• **TASK MATERIAL**:

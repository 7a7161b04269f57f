use core::arch::global_asm;
use lazy_static::lazy_static;
use pic8259::ChainedPics;
use x86_64::VirtAddr;
use x86_64::structures::idt::{InterruptDescriptorTable, InterruptStackFrame, PageFaultErrorCode};

use crate::frame::{self, InterruptFrame};
use crate::hal::X86Machine;
use crate::scheduler::{Resched, SCHEDULER};
use crate::{apic, gdt, percpu, userspace};

pub const TIMER_VECTOR: u8 = 0x20;
pub const WAKEUP_VECTOR: u8 = 0xF0;
pub const SPURIOUS_VECTOR: u8 = 0xFF;

// The legacy PICs are parked out of the way before being masked, so a stray
// IRQ can never alias the APIC timer vector.
const PIC_OFFSET: u8 = 0xE0;

extern "C" {
    fn kairos_timer_entry();
}

lazy_static! {
    static ref IDT: InterruptDescriptorTable = {
        let mut idt = InterruptDescriptorTable::new();
        idt.breakpoint.set_handler_fn(breakpoint_handler);
        idt.invalid_opcode.set_handler_fn(invalid_opcode_handler);
        idt.general_protection_fault.set_handler_fn(general_protection_handler);
        idt.page_fault.set_handler_fn(page_fault_handler);
        unsafe {
            idt.double_fault
                .set_handler_fn(double_fault_handler)
                .set_stack_index(gdt::DOUBLE_FAULT_IST_INDEX);
            idt[TIMER_VECTOR as usize]
                .set_handler_addr(VirtAddr::new(kairos_timer_entry as usize as u64));
        }
        idt[WAKEUP_VECTOR as usize].set_handler_fn(wakeup_handler);
        idt[SPURIOUS_VECTOR as usize].set_handler_fn(spurious_handler);
        idt
    };
}

/// Loads the shared IDT on the calling core.
pub fn init_idt() {
    IDT.load();
}

/// Remaps and masks both 8259s. The local APIC takes over from here.
pub fn disable_legacy_pic() {
    unsafe {
        let mut pics = ChainedPics::new(PIC_OFFSET, PIC_OFFSET + 8);
        pics.initialize();
        pics.disable();
    }
}

// --- EXCEPTIONS ---

extern "x86-interrupt" fn breakpoint_handler(stack_frame: InterruptStackFrame) {
    klog_warn!("breakpoint at {:#x}", stack_frame.instruction_pointer.as_u64());
}

extern "x86-interrupt" fn invalid_opcode_handler(stack_frame: InterruptStackFrame) {
    panic!("invalid opcode\n{:#?}", stack_frame);
}

extern "x86-interrupt" fn general_protection_handler(stack_frame: InterruptStackFrame, error_code: u64) {
    panic!("general protection fault (error {:#x})\n{:#?}", error_code, stack_frame);
}

extern "x86-interrupt" fn page_fault_handler(
    stack_frame: InterruptStackFrame,
    error_code: PageFaultErrorCode,
) {
    use x86_64::registers::control::Cr2;
    panic!(
        "page fault at {:#x} ({:?})\n{:#?}",
        Cr2::read().as_u64(),
        error_code,
        stack_frame
    );
}

extern "x86-interrupt" fn double_fault_handler(stack_frame: InterruptStackFrame, _error_code: u64) -> ! {
    panic!("double fault\n{:#?}", stack_frame);
}

// --- DEVICE VECTORS ---

extern "x86-interrupt" fn wakeup_handler(_stack_frame: InterruptStackFrame) {
    // Only here to break a core out of `hlt`.
    apic::eoi();
}

extern "x86-interrupt" fn spurious_handler(_stack_frame: InterruptStackFrame) {}

// --- TIMER ---
//
// Saves every general-purpose register in `InterruptFrame` order. A tick
// from ring 3 lands on the running process's privileged stack (TSS.rsp0);
// the stub leaves that stack at once and runs the handler on the core's
// own stack, because the process may be requeued and picked up by another
// core before this one is done. A tick from ring 0 stays where it is and
// returns normally.
global_asm!(
    ".global kairos_timer_entry",
    "kairos_timer_entry:",
    "test qword ptr [rsp + 8], 3",
    "jz 2f",
    "swapgs",
    "cld",
    "push rax",
    "push rbx",
    "push rcx",
    "push rdx",
    "push rsi",
    "push rdi",
    "push rbp",
    "push r8",
    "push r9",
    "push r10",
    "push r11",
    "push r12",
    "push r13",
    "push r14",
    "push r15",
    "mov rdi, rsp",
    "mov rsp, qword ptr gs:[{core_stack}]",
    "call kairos_user_tick",
    "ud2",
    "2:",
    "push rax",
    "push rbx",
    "push rcx",
    "push rdx",
    "push rsi",
    "push rdi",
    "push rbp",
    "push r8",
    "push r9",
    "push r10",
    "push r11",
    "push r12",
    "push r13",
    "push r14",
    "push r15",
    "mov rdi, rsp",
    "cld",
    "call kairos_kernel_tick",
    "pop r15",
    "pop r14",
    "pop r13",
    "pop r12",
    "pop r11",
    "pop r10",
    "pop r9",
    "pop r8",
    "pop rbp",
    "pop rdi",
    "pop rsi",
    "pop rdx",
    "pop rcx",
    "pop rbx",
    "pop rax",
    "iretq",
    core_stack = const percpu::CORE_LOCAL_CORE_STACK,
);

/// Tick taken in ring 3. Runs on the core stack and never returns into
/// the stub: it either resumes a process or falls into the run loop.
#[no_mangle]
extern "C" fn kairos_user_tick(saved: *const InterruptFrame) -> ! {
    // Copy out before anything else: `saved` lives on a stack this core may
    // no longer own after the reschedule.
    let mut trap = unsafe { *saved };
    apic::eoi();

    let core = percpu::current();
    let hw = X86Machine;
    match SCHEDULER.on_tick(core, &mut trap, &hw) {
        Resched::Resume => match frame::capture(&trap) {
            Some(next) => userspace::resume(&next),
            None => SCHEDULER.run(core, &hw),
        },
        Resched::Idle => SCHEDULER.run(core, &hw),
    }
}

/// Tick taken in ring 0 (idle loop or kernel code).
#[no_mangle]
extern "C" fn kairos_kernel_tick(saved: *mut InterruptFrame) {
    apic::eoi();
    let core = percpu::current();
    let trap = unsafe { &mut *saved };
    let _ = SCHEDULER.on_tick(core, trap, &X86Machine);
}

• **WORK REQUEST**:
Pick out every line of the listing containing the word "trap", and show those lines.

• **RESPONSE TO THE TASK**:
    let mut trap = unsafe { *saved };
    match SCHEDULER.on_tick(core, &mut trap, &hw) {
        Resched::Resume => match frame::capture(&trap) {
    let trap = unsafe { &mut *saved };
    let _ = SCHEDULER.on_tick(core, trap, &X86Machine);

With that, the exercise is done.